These gaps suggest concrete next steps: publish ablations and scaling laws; release reproducibility artifacts; formalize geometry-proof certificates; quantify autoformalization fidelity; define fair TTT protocols; conduct systematic failure analyses; and broaden evaluations across benchmarks, libraries, and foundational systems.
Practical Applications
Immediate Applications
The following applications can be deployed now, leveraging Aristotle’s existing Lean-4-integrated proof search, lemma-based informal-to-formal pipeline, test-time training, and the Yuclid geometry solver.
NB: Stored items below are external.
//! User-facing notifications
//!
//! The migration reports through a sink instead of printing directly, so
//! batch code stays testable and the CLI decides the presentation.

use std::sync::Mutex;

use colored::Colorize;

pub trait NotificationSink: Send + Sync {
    fn info(&self, message: &str);
    fn error(&self, message: &str);
}

/// Terminal sink used by the CLI.
#[derive(Debug, Default)]
pub struct ConsoleSink;

impl NotificationSink for ConsoleSink {
    fn info(&self, message: &str) {
        println!("{}", message.green());
    }

    fn error(&self, message: &str) {
        eprintln!("{}", format!("Error: {}", message).red());
    }
}

/// Test sink that records everything it is handed.
#[derive(Debug, Default)]
pub struct RecordingSink {
    messages: Mutex<Vec<(bool, String)>>,
}

impl RecordingSink {
    pub fn new() -> Self {
        Self::default()
    }

    pub fn infos(&self) -> Vec<String> {
        self.messages
            .lock()
            .unwrap_or_else(|e| e.into_inner())
            .iter()
            .filter(|(is_error, _)| !is_error)
            .map(|(_, m)| m.clone())
            .collect()
    }

    pub fn errors(&self) -> Vec<String> {
        self.messages
            .lock()
            .unwrap_or_else(|e| e.into_inner())
            .iter()
            .filter(|(is_error, _)| *is_error)
            .map(|(_, m)| m.clone())
            .collect()
    }
}

impl NotificationSink for RecordingSink {
    fn info(&self, message: &str) {
        let mut messages = self.messages.lock().unwrap_or_else(|e| e.into_inner());
        messages.push((false, message.to_string()));
    }

    fn error(&self, message: &str) {
        let mut messages = self.messages.lock().unwrap_or_else(|e| e.into_inner());
        messages.push((true, message.to_string()));
    }
}

#[cfg(test)]
mod tests {
    use super::*;

    #[test]
    fn test_recording_sink_splits_levels() {
        let sink = RecordingSink::new();
        sink.info("migrated 3 files");
        sink.error("module without manifest");
        assert_eq!(sink.infos(), vec!["migrated 3 files".to_string()]);
        assert_eq!(sink.errors(), vec!["module without manifest".to_string()]);
    }
}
- Bold application name — sector(s): brief description
- Tools/workflows that might emerge
- Assumptions/dependencies
- Aristotle “Proof Copilot” for mathematicians — academia, software
- An interactive assistant that turns proof sketches and informal notes into machine-checked Lean proofs, suggests lemmas, fills in missing steps, and lint/optimizes code.
- Tools/workflows: VS Code/Lean plugin; PDE/Group Theory lemma suggester; proof linter/optimizer; search-on-demand from a sketch.
- Assumptions/dependencies: Mathlib coverage; access to a Lean REPL; computational budget (inference can be heavy for >200B models); trust and familiarity with Lean by users.
- Autoformalization aid for papers and preprints — academia, publishing
- Drafts Lean statement formalizations from LaTeX/markdown theorems, generates candidate lemmas, and returns compile feedback to authors.
- Tools/workflows: “ArXiv/overlay” bot; journal CI hook that runs Lean checks and provides a “formally stated” badge.
- Assumptions/dependencies: Robust statement autoformalization; author consent; editorial acceptance; manual review for ambiguous translations.
- Automated textbook and content checking — education, publishing, policy
- Detects false or underspecified exercises and redundant hypotheses (as demonstrated on Tao’s analysis text), with counterexamples and Lean-backed corrections.
- Tools/workflows: “Curriculum Checker” for exercise banks; LMS plugin that flags problematic problems; counterexample generator for discrete cases.
- Assumptions/dependencies: Recall of relevant background theorems in Mathlib; consistent encoding of the textbook’s foundations (may differ from Mathlib); human-in-the-loop acceptance.
- Contest training, grading, and hinting — education, daily life
- Provides formally verified solutions, graded rubrics, and stepwise hints for Olympiad/Putnam-style problems; safeguards against hallucinated reasoning.
- Tools/workflows: “Olympiad Tutor” app; problem-to-lemma breakdown with adaptive hinting; auto-grader tied to Lean.
- Assumptions/dependencies: Access to problem repositories; policies for preventing leakage on live contests; compute cost/latency constraints.
- Yuclid integration for geometry tooling — education, engineering, software
- High-speed, Apache-2 licensed DD/AR geometry solver embedded in dynamic geometry systems (e.g., GeoGebra), CAD constraint solvers, and game engines.
- Tools/workflows: Yuclid API; “diagram-to-proof” adapters; CAD plug-ins for constraint validation; QA for geometric asset pipelines.
- Assumptions/dependencies: Numerical diagram builders; interface for rule sets; performance/latency targets; optional Law-of-Sines table (trades speed for capability).
- Formal PR assistant for math libraries — academia, open source
- Suggests PRs to Mathlib and domain repositories, adds missing theorems (e.g., Niven’s theorem, Gauss–Lucas) and micro-lemmas, with CI that verifies proofs.
- Tools/workflows: “Lean PR bot”; repository CI pipelines; proof minimizer/cleaner; reviewer dashboards.
- Assumptions/dependencies: Maintainer review bandwidth; repository licensing; steady REPL compatibility across versions.
- Lean proof search-as-a-service/API — software
- A cloud/on-prem API that completes Lean proof sketches, with problem-specific test-time training (TTT) that personalizes to a team’s style/library.
- Tools/workflows: Batch proof completion; TTT personalization pipelines; usage analytics; privacy-safe on-prem deployments.
- Assumptions/dependencies: Resource scaling; governance for on-prem vs. cloud; stable Lean/Mathlib versions aligned with client stacks.
- Crypto/math lemma verification in CI — finance, cybersecurity
- Verifies number-theoretic and algebraic properties used in cryptographic specs or R&D prototypes (e.g., modular arithmetic invariants) at commit time.
- Tools/workflows: “Crypto-lemma pack” for Lean; CI guards on specs; mapping of spec DSLs to Lean models.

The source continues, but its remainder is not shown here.